Hussein is one of two Muslim players on FIU’s five-man starting lineup. Elhadji Dieng is the other.
He graduated this past December, earning a bachelor’s degree in information technology, starting work on a master’s degree in network security.
Dieng, whose family lives in Senegal, went to high school in Spain at Canarias Basketball Academy and then played for New Mexico Junior College as a freshman and Sheridan College (Wyoming) as a sophomore.
With his family all the way back in Senegal, Dieng said his faith has kept him on the right path.
“Without (my religion), I could do something crazy,” said Dieng, whose main languages are French and Wolof, adding English just in the past two-plus years.

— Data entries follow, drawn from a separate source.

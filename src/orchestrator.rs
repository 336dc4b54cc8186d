//! Turn loop: alternates the two players until the game ends.

use crate::games::tictactoe::{Board, GameStatus, Side};
use crate::players::Player;
use anyhow::{Context, Result};
use std::io::Write;
use tracing::{info, instrument, warn};

/// Runs one game between X and O, printing to `output`.
pub struct Orchestrator<W> {
    board: Board,
    x_player: Box<dyn Player>,
    o_player: Box<dyn Player>,
    first: Side,
    output: W,
}

impl<W: Write> Orchestrator<W> {
    /// Creates a game on an empty board with X to move first.
    pub fn new(x_player: Box<dyn Player>, o_player: Box<dyn Player>, output: W) -> Self {
        Self {
            board: Board::new(),
            x_player,
            o_player,
            first: Side::X,
            output,
        }
    }

    /// Sets which side opens the game.
    pub fn with_first(mut self, first: Side) -> Self {
        self.first = first;
        self
    }

    /// Returns the board.
    pub fn board(&self) -> &Board {
        &self.board
    }

    /// Consumes the orchestrator, returning its output sink.
    pub fn into_output(self) -> W {
        self.output
    }

    /// Plays until one side completes a line or the board fills.
    ///
    /// After every move the board is printed and the mover's terminal check
    /// runs. Returns the final status.
    #[instrument(skip(self), fields(first = %self.first))]
    pub fn run(&mut self) -> Result<GameStatus> {
        info!("Game started");
        write!(self.output, "{}", self.board)?;

        let mut side = self.first;
        loop {
            let player = match side {
                Side::X => &mut self.x_player,
                Side::O => &mut self.o_player,
            };

            let Some(index) = player
                .choose_move(&self.board)
                .with_context(|| format!("{} failed to choose a move", player.name()))?
            else {
                warn!(%side, "No move available");
                return Ok(self.board.status());
            };

            self.board.make_move(index, side);
            info!(%side, index, "Move played");
            if side == Side::O {
                writeln!(self.output, "{} plays {}", player.name(), index)?;
            }
            write!(self.output, "{}", self.board)?;

            if self.board.check_winner(side) {
                let status = self.board.status();
                self.announce(status)?;
                info!(%status, "Game over");
                return Ok(status);
            }

            side = side.opponent();
        }
    }

    fn announce(&mut self, status: GameStatus) -> Result<()> {
        match status {
            GameStatus::Won(Side::X) => writeln!(self.output, "{} wins!", self.x_player.name())?,
            GameStatus::Won(Side::O) => writeln!(self.output, "{} wins!", self.o_player.name())?,
            GameStatus::Draw => writeln!(self.output, "It's a draw!")?,
            GameStatus::InProgress => {}
        }
        Ok(())
    }
}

“But if you’re Muslim, you can’t drink. You can’t smoke. That’s helped me not to do that. I’ve been around people who have been smoking and drinking. But when I think about my religion … I can’t do that.”
True Muslims
As the hateful anti-Muslim rhetoric rises, life in today’s America could be challenging to the Muslim players, who try to give a true image of their faith.
“Islam is a religion of peace,” Hussein said.
As for the image of Muslims as terrorists, Hussein said it is a mistaken view taken by those outside the faith.
“The people who kill and do terrorist activities — that’s not the identity of Islam as a whole. Those are just people using the name as a label,” he said.
“Much like Christians and Jews pray, we pray. We have the same beliefs of charity. The building blocks are the same. There are just some knuckleheads messing up the image (of Muslims).
“I always believe there’s a greater good. If I continue to do good things, then good things will come.”
Dieng acknowledged the difficulty of being a Muslim in the United States, especially in the era of President Donald Trump and his attempted Muslim travel ban.
“A lot of people in the United States, they think Muslims are terrorists,” Dieng said. “But I don’t think that’s true. Muslim is discipline.”
“(Terrorists) who say they are Muslim — they are not Muslim because Muslims can’t do something bad,” he added.
For the team’s coach, Anthony Evans, who has been coaching since 1999, it is the first time to have any Muslim players in the team.
“When Hassan first came to us, we knew he was a Muslim, but we didn’t know everything that went into it,” Evans said.
“But it’s never been a disruption. Normally, Hassan will pray before we go into practice or maybe during stretching.
“We accept people for who they are, and Hassan has been a pleasure to coach.”